My speech is thus a thought experiment—I’m covering 30 different economic and quality-of-life indicators, to explore why each is or isn’t important. The name of the speech is “How to Quantify a Successful City.”
There’s two reasons this conversation is needed. First, there’s an ideological divide now between the pro-density and pro-suburban set. One group, let’s call them the Richard Floridas, advocate for cities like New York and San Francisco, and the other group, let’s call them the Joel Kotkins, advocate for ones like Houston and Oklahoma City. There are statistical categories that each group uses to justify why their model is best, sometimes without mentioning the caveats that go into those statistics. For example, a New Yorker will brag that median incomes there are higher, but won’t mention that cost of living is higher, meaning these cancel each other out. Thus there is value in fleshing out the story behind the statistics.

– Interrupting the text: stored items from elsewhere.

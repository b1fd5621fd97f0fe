use async_trait::async_trait;
use chrono::{DateTime, Duration, Utc};
use diesel::prelude::*;
use tokio::sync::RwLock;
use uuid::Uuid;

use super::{IntakeItem, IntakeQuery, IntakeStatus, Priority, UpdateIntakeRequest};
use crate::shared::schema::intake_items;
use crate::shared::store::StoreError;
use crate::shared::utils::DbPool;

#[async_trait]
pub trait IntakeStore: Send + Sync {
    async fn list(&self, query: IntakeQuery) -> Vec<IntakeItem>;
    async fn get(&self, id: Uuid) -> Option<IntakeItem>;
    async fn create(&self, item: IntakeItem) -> Result<IntakeItem, StoreError>;
    async fn update(&self, id: Uuid, changes: UpdateIntakeRequest)
        -> Result<IntakeItem, StoreError>;
    async fn set_status(&self, id: Uuid, status: IntakeStatus) -> Result<IntakeItem, StoreError>;
    async fn assign(&self, id: Uuid, assignee: Option<String>) -> Result<IntakeItem, StoreError>;
    async fn annotate(&self, id: Uuid, note: String) -> Result<IntakeItem, StoreError>;
}

fn apply_changes(item: &mut IntakeItem, changes: UpdateIntakeRequest) {
    if let Some(title) = changes.title {
        item.title = title;
    }
    if let Some(description) = changes.description {
        item.description = description;
    }
    if let Some(priority) = changes.priority {
        item.priority = priority;
    }
    if let Some(tags) = changes.tags {
        item.tags = tags;
    }
    item.updated_at = Utc::now();
}

pub struct MemoryIntakeStore {
    rows: RwLock<Vec<IntakeItem>>,
}

impl MemoryIntakeStore {
    pub fn new() -> Self {
        MemoryIntakeStore {
            rows: RwLock::new(Vec::new()),
        }
    }

    pub fn seeded() -> Self {
        let now = Utc::now();
        let seed = |title: &str, client: &str, priority: Priority, status: IntakeStatus,
                    hours_ago: i64, sla_hours: i64|
         -> IntakeItem {
            let created = now - Duration::hours(hours_ago);
            IntakeItem {
                id: Uuid::new_v4(),
                title: title.to_string(),
                description: format!("{title} requested by {client}"),
                client: client.to_string(),
                requestor: format!("ops@{}.test", client.to_lowercase()),
                priority,
                status,
                sla_due_at: created + Duration::hours(sla_hours),
                assignee: None,
                tags: vec![],
                ai_triage: None,
                created_at: created,
                updated_at: created,
            }
        };
        MemoryIntakeStore {
            rows: RwLock::new(vec![
                seed("Landing page copy swap", "Acme", Priority::Medium, IntakeStatus::New, 2, 24),
                seed("Checkout bug triage", "Northwind", Priority::Critical, IntakeStatus::Triaging, 6, 8),
                seed("Q3 campaign assets", "Lumon", Priority::Low, IntakeStatus::InProgress, 30, 72),
                seed("Broken webhook", "Acme", Priority::High, IntakeStatus::Blocked, 40, 24),
            ]),
        }
    }
}

impl Default for MemoryIntakeStore {
    fn default() -> Self {
        Self::new()
    }
}

#[async_trait]
impl IntakeStore for MemoryIntakeStore {
    async fn list(&self, query: IntakeQuery) -> Vec<IntakeItem> {
        let rows = self.rows.read().await;
        let mut matched: Vec<IntakeItem> =
            rows.iter().filter(|i| query.matches(i)).cloned().collect();
        matched.sort_by(|a, b| b.created_at.cmp(&a.created_at));
        matched
    }

    async fn get(&self, id: Uuid) -> Option<IntakeItem> {
        self.rows.read().await.iter().find(|i| i.id == id).cloned()
    }

    async fn create(&self, item: IntakeItem) -> Result<IntakeItem, StoreError> {
        self.rows.write().await.push(item.clone());
        Ok(item)
    }

    async fn update(
        &self,
        id: Uuid,
        changes: UpdateIntakeRequest,
    ) -> Result<IntakeItem, StoreError> {
        let mut rows = self.rows.write().await;
        let item = rows
            .iter_mut()
            .find(|i| i.id == id)
            .ok_or(StoreError::NotFound("intake item"))?;
        apply_changes(item, changes);
        Ok(item.clone())
    }

    async fn set_status(&self, id: Uuid, status: IntakeStatus) -> Result<IntakeItem, StoreError> {
        let mut rows = self.rows.write().await;
        let item = rows
            .iter_mut()
            .find(|i| i.id == id)
            .ok_or(StoreError::NotFound("intake item"))?;
        item.status = status;
        item.updated_at = Utc::now();
        Ok(item.clone())
    }

    async fn assign(&self, id: Uuid, assignee: Option<String>) -> Result<IntakeItem, StoreError> {
        let mut rows = self.rows.write().await;
        let item = rows
            .iter_mut()
            .find(|i| i.id == id)
            .ok_or(StoreError::NotFound("intake item"))?;
        item.assignee = assignee;
        item.updated_at = Utc::now();
        Ok(item.clone())
    }

    async fn annotate(&self, id: Uuid, note: String) -> Result<IntakeItem, StoreError> {
        let mut rows = self.rows.write().await;
        let item = rows
            .iter_mut()
            .find(|i| i.id == id)
            .ok_or(StoreError::NotFound("intake item"))?;
        item.ai_triage = Some(note);
        item.updated_at = Utc::now();
        Ok(item.clone())
    }
}

#[derive(Debug, Clone, Queryable, Insertable, AsChangeset)]
#[diesel(table_name = intake_items)]
struct IntakeItemRow {
    id: Uuid,
    title: String,
    description: String,
    client: String,
    requestor: String,
    priority: String,
    status: String,
    sla_due_at: DateTime<Utc>,
    assignee: Option<String>,
    tags: Vec<String>,
    ai_triage: Option<String>,
    created_at: DateTime<Utc>,
    updated_at: DateTime<Utc>,
}

impl IntakeItemRow {
    fn into_item(self) -> IntakeItem {
        IntakeItem {
            id: self.id,
            title: self.title,
            description: self.description,
            client: self.client,
            requestor: self.requestor,
            priority: Priority::from_wire(&self.priority),
            status: IntakeStatus::from_wire(&self.status),
            sla_due_at: self.sla_due_at,
            assignee: self.assignee,
            tags: self.tags,
            ai_triage: self.ai_triage,
            created_at: self.created_at,
            updated_at: self.updated_at,
        }
    }

    fn from_item(item: &IntakeItem) -> Self {
        IntakeItemRow {
            id: item.id,
            title: item.title.clone(),
            description: item.description.clone(),
            client: item.client.clone(),
            requestor: item.requestor.clone(),
            priority: item.priority.as_wire().to_string(),
            status: item.status.as_wire().to_string(),
            sla_due_at: item.sla_due_at,
            assignee: item.assignee.clone(),
            tags: item.tags.clone(),
            ai_triage: item.ai_triage.clone(),
            created_at: item.created_at,
            updated_at: item.updated_at,
        }
    }
}

pub struct PgIntakeStore {
    pool: DbPool,
}

impl PgIntakeStore {
    pub fn new(pool: DbPool) -> Self {
        PgIntakeStore { pool }
    }

    fn load(&self, id: Uuid) -> Result<IntakeItem, StoreError> {
        let mut conn = self.pool.get()?;
        intake_items::table
            .filter(intake_items::id.eq(id))
            .first::<IntakeItemRow>(&mut conn)
            .map(IntakeItemRow::into_item)
            .map_err(|_| StoreError::NotFound("intake item"))
    }
}

#[async_trait]
impl IntakeStore for PgIntakeStore {
    async fn list(&self, query: IntakeQuery) -> Vec<IntakeItem> {
        let mut conn = match self.pool.get() {
            Ok(conn) => conn,
            Err(e) => {
                log::error!("intake list degraded to empty: {e}");
                return Vec::new();
            }
        };

        let mut q = intake_items::table.into_boxed();
        if let Some(status) = &query.status {
            q = q.filter(
                intake_items::status.eq(IntakeStatus::from_view(status).as_wire().to_string()),
            );
        }
        if let Some(priority) = &query.priority {
            q = q.filter(intake_items::priority.eq(priority.clone()));
        }
        if let Some(assignee) = &query.assignee {
            q = q.filter(intake_items::assignee.eq(assignee.clone()));
        }
        if let Some(client) = &query.client {
            q = q.filter(intake_items::client.eq(client.clone()));
        }
        if let Some(search) = &query.search {
            let pattern = format!("%{search}%");
            q = q.filter(
                intake_items::title
                    .ilike(pattern.clone())
                    .or(intake_items::description.ilike(pattern)),
            );
        }

        match q
            .order(intake_items::created_at.desc())
            .load::<IntakeItemRow>(&mut conn)
        {
            Ok(rows) => rows.into_iter().map(IntakeItemRow::into_item).collect(),
            Err(e) => {
                log::error!("intake list degraded to empty: {e}");
                Vec::new()
            }
        }
    }

    async fn get(&self, id: Uuid) -> Option<IntakeItem> {
        self.load(id).ok()
    }

    async fn create(&self, item: IntakeItem) -> Result<IntakeItem, StoreError> {
        let mut conn = self.pool.get()?;
        diesel::insert_into(intake_items::table)
            .values(IntakeItemRow::from_item(&item))
            .execute(&mut conn)?;
        Ok(item)
    }

    async fn update(
        &self,
        id: Uuid,
        changes: UpdateIntakeRequest,
    ) -> Result<IntakeItem, StoreError> {
        let mut item = self.load(id)?;
        apply_changes(&mut item, changes);

        let mut conn = self.pool.get()?;
        diesel::update(intake_items::table.filter(intake_items::id.eq(id)))
            .set(IntakeItemRow::from_item(&item))
            .execute(&mut conn)?;
        Ok(item)
    }

    async fn set_status(&self, id: Uuid, status: IntakeStatus) -> Result<IntakeItem, StoreError> {
        let mut conn = self.pool.get()?;
        diesel::update(intake_items::table.filter(intake_items::id.eq(id)))
            .set((
                intake_items::status.eq(status.as_wire().to_string()),
                intake_items::updated_at.eq(Utc::now()),
            ))
            .execute(&mut conn)?;
        self.load(id)
    }

    async fn assign(&self, id: Uuid, assignee: Option<String>) -> Result<IntakeItem, StoreError> {
        let mut conn = self.pool.get()?;
        diesel::update(intake_items::table.filter(intake_items::id.eq(id)))
            .set((
                intake_items::assignee.eq(assignee),
                intake_items::updated_at.eq(Utc::now()),
            ))
            .execute(&mut conn)?;
        self.load(id)
    }

    async fn annotate(&self, id: Uuid, note: String) -> Result<IntakeItem, StoreError> {
        let mut conn = self.pool.get()?;
        diesel::update(intake_items::table.filter(intake_items::id.eq(id)))
            .set((
                intake_items::ai_triage.eq(Some(note)),
                intake_items::updated_at.eq(Utc::now()),
            ))
            .execute(&mut conn)?;
        self.load(id)
    }
}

The second reason is that there’s ambiguity about this subject, and oftentimes commentators who try explaining whether a city is working will either use irrelevant data, or none at all. For example, I’ve read stories about the “comeback” of Pittsburgh, and these journalists often point to the construction of a few new heavily-subsidized downtown buildings as proof. Well you know what? Pittsburgh’s population declined in every decade since 1950, including the 2000's, during the so-called urban renaissance. Does that statistic not matter? What about the fact that Pittsburgh has high debt? Poor air quality? An aging population with little turnover? In other words, commentators aren’t using the indicators needed to arrive to proper conclusions, so they say things like “Pittsburgh is coming back,” even though it’s not.
Other times, commentators use dubious models. Take two studies I encountered while researching for this speech that aimed to calculate the world’s best-performing cities. Both used sensible economic criteria, but then added irrelevant criteria. One study was done by The Urban Land Institute, a smart-growth think tank in DC. They had dedicated a category to “Image and Attractiveness,” quantifying things like cities’ aesthetic characteristics and branding efforts. Unsurprisingly, global ones like Tokyo and New York performed best, although I didn’t learn from this study what it’s actually like to live in them.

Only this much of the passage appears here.